When it was time to collect the rope, Lachy and I thought it would be fun to see how quickly we could race down, collect the rope and race back up through the rock pile (now laden with a heavy rope bag). We managed to get down and up in 7 minutes, subtract the time it took to pull up the rope from the 40m pitch. Surprisingly, it took only about 30sec extra on the way up with the bag. Interestingly, gravity was not a major factor affecting our time, rather it was remembering the route on the way down! 

10-9-19 (Tuesday): Eds Cellar with Dive Tanks, and Corkscrew

Andy: We heard that Chris and Lachy had a pretty sporty day in Corkscrew, but Lachie’s and my journey through Ed’s Cellar nearby, was an absolute epic. We had already been to Ed’s Cellar, where I had conked out from a powerful food coma at the entrance. This time we offered to help Kieran Mckay, a very experienced NZ caver, do an exploratory dive in a stream only found a few weeks earlier. We were joined by Chris Whiting. This was the best day of caving yet, again. And it completely squeezed it out of us. It involved lots of crawling through passageways, pitches and most importantly, fighting through powerful waterfalls, all with heavy dive equipment.

Once we reached the bottom we were very cold because we had just been baptised by a wall of water. So we very much appreciated the thermos tea Chris had to share around. Kieran’s dive was short because the passage narrowed at the bottom, where he would need a different set of kit next time. Prusiking back up the waterfalls was again an immense challenge and despite the waterproof overalls, there was nowhere the water couldn’t reach. We arrived on the sun setting and I had a wonderful chat with Kieran. He used to run leadership training trips down Harwoods Hole for soon-to-be NZ Army Generals. He told me that they were more scared caving than when under fire by the enemy! 

We arrived back at the carpark to meet the fellas from Corkscrew, and drove back to Whitley, who was taking a rest day.

Lachy: Corkscrew cave was an interesting cave.
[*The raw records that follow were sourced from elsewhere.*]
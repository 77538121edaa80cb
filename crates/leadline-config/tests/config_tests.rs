// SPDX-FileCopyrightText: 2026 Leadline Contributors
// SPDX-License-Identifier: MIT OR Apache-2.0

//! Integration tests for the Leadline configuration system.

use leadline_config::diagnostic::ConfigError;
use leadline_config::model::LeadlineConfig;
use leadline_config::{load_and_validate_path, load_and_validate_str, load_config_from_str};

/// Valid TOML with all known fields deserializes successfully.
#[test]
fn valid_toml_deserializes_into_leadline_config() {
    let toml = r#"
[bot]
name = "sales-bot"
log_level = "debug"

[telegram]
bot_token = "123:ABC"

[storage]
database_path = "/tmp/crm.db"
wal_mode = false

[crm]
contact_hour = 9
history_limit = 25
"#;

    let config = load_config_from_str(toml).expect("valid TOML should deserialize");
    assert_eq!(config.bot.name, "sales-bot");
    assert_eq!(config.bot.log_level, "debug");
    assert_eq!(config.telegram.bot_token.as_deref(), Some("123:ABC"));
    assert_eq!(config.storage.database_path, "/tmp/crm.db");
    assert!(!config.storage.wal_mode);
    assert_eq!(config.crm.contact_hour, 9);
    assert_eq!(config.crm.history_limit, 25);
}

/// Missing optional sections use defaults without error.
#[test]
fn missing_sections_use_defaults() {
    let config = load_config_from_str("").expect("empty TOML should use defaults");
    assert_eq!(config.bot.name, "leadline");
    assert!(config.telegram.bot_token.is_none());
    assert!(config.storage.wal_mode);
    assert_eq!(config.crm.contact_hour, 12);
    assert_eq!(config.crm.history_limit, 10);
}

#[test]
fn unknown_field_in_telegram_produces_error() {
    let err = load_config_from_str("[telegram]\nallowed_users = [\"a\"]\n")
        .expect_err("access lists are not configurable");
    let err_str = format!("{err}");
    assert!(
        err_str.contains("unknown field") || err_str.contains("allowed_users"),
        "error should mention unknown field, got: {err_str}"
    );
}

#[test]
fn deny_unknown_fields_at_top_level() {
    let err = load_config_from_str("[anthropic]\napi_key = \"x\"\n")
        .expect_err("unknown top-level section should be rejected");
    let err_str = format!("{err}");
    assert!(err_str.contains("unknown field") || err_str.contains("anthropic"));
}

/// Dotted overrides (what the env provider produces) land on the right fields.
#[test]
fn dotted_override_sets_nested_keys() {
    use figment::{
        Figment,
        providers::{Format, Serialized, Toml},
    };

    let config: LeadlineConfig = Figment::new()
        .merge(Serialized::defaults(LeadlineConfig::default()))
        .merge(Toml::string("[crm]\ncontact_hour = 8\n"))
        .merge(("crm.contact_hour", 15))
        .merge(("telegram.bot_token", "xyz-from-env"))
        .extract()
        .expect("should merge overrides");

    assert_eq!(config.crm.contact_hour, 15);
    assert_eq!(config.telegram.bot_token.as_deref(), Some("xyz-from-env"));
}

#[test]
fn unknown_key_gets_suggestion_and_valid_keys() {
    let errors = load_and_validate_str("[crm]\ncontact_hur = 9\n").expect_err("should fail");

    let found = errors.iter().any(|e| {
        matches!(e, ConfigError::UnknownKey { key, suggestion, valid_keys, .. } if {
            key == "contact_hur"
                && suggestion.as_deref() == Some("contact_hour")
                && valid_keys.contains("history_limit")
        })
    });
    assert!(found, "expected UnknownKey with suggestion, got: {errors:?}");
}

#[test]
fn invalid_type_is_reported() {
    let errors =
        load_and_validate_str("[crm]\ncontact_hour = \"noon\"\n").expect_err("should fail");
    assert!(
        errors
            .iter()
            .any(|e| matches!(e, ConfigError::InvalidType { .. })),
        "got: {errors:?}"
    );
}

#[test]
fn validation_runs_after_deserialization() {
    let errors = load_and_validate_str("[crm]\ncontact_hour = 30\nhistory_limit = 0\n")
        .expect_err("out of range values should fail");
    assert_eq!(
        errors
            .iter()
            .filter(|e| matches!(e, ConfigError::Validation { .. }))
            .count(),
        2
    );
}

#[test]
fn config_error_renders_with_miette() {
    use miette::{Diagnostic, GraphicalReportHandler};

    let error = ConfigError::UnknownKey {
        key: "contact_hur".to_string(),
        suggestion: Some("contact_hour".to_string()),
        valid_keys: "contact_hour, history_limit".to_string(),
        span: None,
        src: None,
    };
    assert!(error.code().is_some());
    let help = error.help().expect("help text").to_string();
    assert!(help.contains("did you mean `contact_hour`"));

    let mut buf = String::new();
    GraphicalReportHandler::new()
        .render_report(&mut buf, &error)
        .expect("should render");
    assert!(buf.contains("contact_hur"));
}

#[test]
fn load_from_file_path() {
    let dir = tempfile::tempdir().unwrap();
    let path = dir.path().join("leadline.toml");
    std::fs::write(&path, "[crm]\nhistory_limit = 3\n").unwrap();

    let config = load_and_validate_path(&path).expect("file config should load");
    assert_eq!(config.crm.history_limit, 3);
}

#[test]
fn load_and_validate_str_accepts_valid_toml() {
    let config = load_and_validate_str("[bot]\nname = \"x\"\n").expect("should validate");
    assert_eq!(config.bot.name, "x");
}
We’d been told of many bolts but were surprised to find that we had to go off natural rigging points most of the time (and unfortunately, we didn’t bring much tape). Given we had mostly brand new 9mm rope we spent a lot of time carefully choosing rigging points and using advanced techniques to minimise rubbing (e.g. shoving a bag between the rope and a corner).

Chris took charge and got us most of the way down until we found some precarious bolts. The bolts were a few metres out from a safe ledge and directly above a 15m or so drop. I tied myself in and carefully made my way across knowing that if I fell, I would swing back and feel some pain. I was bridging across, but it got a bit too wide. I ended up smearing one foot with the other foot on a tiny little ledge. I reached out and managed to get a carabiner into a bolt and descended feeling relieved.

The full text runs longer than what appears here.